The printed word has become a dirty word in the Upper West Side.
Two members of the local community board have launched a campaign to rid the streets of free newspapers and the boxes that carry them.
“They’re so dirty that nobody in their right mind would touch them,” an outraged Marc Glazer told DNAinfo.com. Papers like Metro, amNewYork and The Village Voice use the brightly colored boxes for distribution.
Mr. Glazer is particularly outraged with The Learning Annex’s red-and-white containers, who he says are “simply not contactable; the numbers on the boxes aren’t even connected.” He and fellow community board member Dan Zweig want the Department of Transportation to clear them off the streets.

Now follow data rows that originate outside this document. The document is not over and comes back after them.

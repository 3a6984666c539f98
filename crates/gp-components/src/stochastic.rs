//! Ornstein-Uhlenbeck processes for fluctuating loads.
//!
//! A load follows `dX = theta (mu - X) dt + mu sigma dW`. One outer time
//! step is covered by several Euler-Maruyama substeps.

use rand::Rng;
use rand_distr::StandardNormal;

use crate::error::{ComponentError, ComponentResult};

/// Relative band around the mean that a sampled value is clamped to.
pub const CLAMP_BAND: f64 = 0.43;

/// Number of Euler-Maruyama substeps on `delta_t` that keeps the
/// deterministic part stable.
///
/// With `h = delta_t / n`, explicit Euler on `x' = -theta x` needs
/// `|1 - theta h| <= 1`. If `n` substeps violate that, the count is raised to
/// `ceil(theta delta_t / a) + 1`, so that `theta h < a < 2`.
pub fn stable_number_of_oup_steps(
    stability_parameter: f64,
    theta: f64,
    delta_t: f64,
    number_of_stochastic_steps: usize,
) -> ComponentResult<usize> {
    if !(stability_parameter > 0.0 && stability_parameter < 2.0) {
        return Err(ComponentError::configuration(format!(
            "the stability parameter must satisfy 0 < a < 2, got {stability_parameter}"
        )));
    }
    if number_of_stochastic_steps == 0 {
        return Err(ComponentError::configuration(
            "at least one stochastic step per time step is required",
        ));
    }
    let stepsize = delta_t / number_of_stochastic_steps as f64;
    if 1.0 - theta * stepsize < -1.0 {
        return Ok((theta * delta_t / stability_parameter).ceil() as usize + 1);
    }
    Ok(number_of_stochastic_steps)
}

/// Advance a relative Ornstein-Uhlenbeck process by `delta_t`.
///
/// The noise scales with the mean `mu`. The result is clamped to
/// `(1 ± CLAMP_BAND) mu`.
pub fn euler_maruyama_oup_relative<R: Rng + ?Sized>(
    last_value: f64,
    theta: f64,
    mu: f64,
    delta_t: f64,
    sigma: f64,
    rng: &mut R,
    number_of_stochastic_steps: usize,
) -> f64 {
    let stepsize = delta_t / number_of_stochastic_steps as f64;
    let noise_scale = stepsize.sqrt();
    let mut value = last_value;
    for _ in 0..number_of_stochastic_steps {
        let z: f64 = rng.sample(StandardNormal);
        value += theta * (mu - value) * stepsize + mu * sigma * noise_scale * z;
    }

    let sign = if mu > 0.0 {
        1.0
    } else if mu < 0.0 {
        -1.0
    } else {
        0.0
    };
    if sign * value < (1.0 - CLAMP_BAND) * sign * mu {
        (1.0 - CLAMP_BAND) * mu
    } else if sign * value > (1.0 + CLAMP_BAND) * sign * mu {
        (1.0 + CLAMP_BAND) * mu
    } else {
        value
    }
}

However, the Department of Transportation currently has “no limit to the number of newsracks that can be placed on the sidewalk” as long as each rack is in compliance with all other regulations. There are penalties up to $4,000 if the boxes break the rules.
In 2002, Mayor Michael Bloomberg introduced legislation to regulate the placement of the news racks, but interest fizzled.
Of interest is that Mr. Glazer is the owner of the Upper West Side’s only nightclub, Columbus 72, where a man was slashed in the neck during an incident in March. We get that newspapers can be kind of annoying, but we doubt they’re getting into the same kind of trouble as the late night set.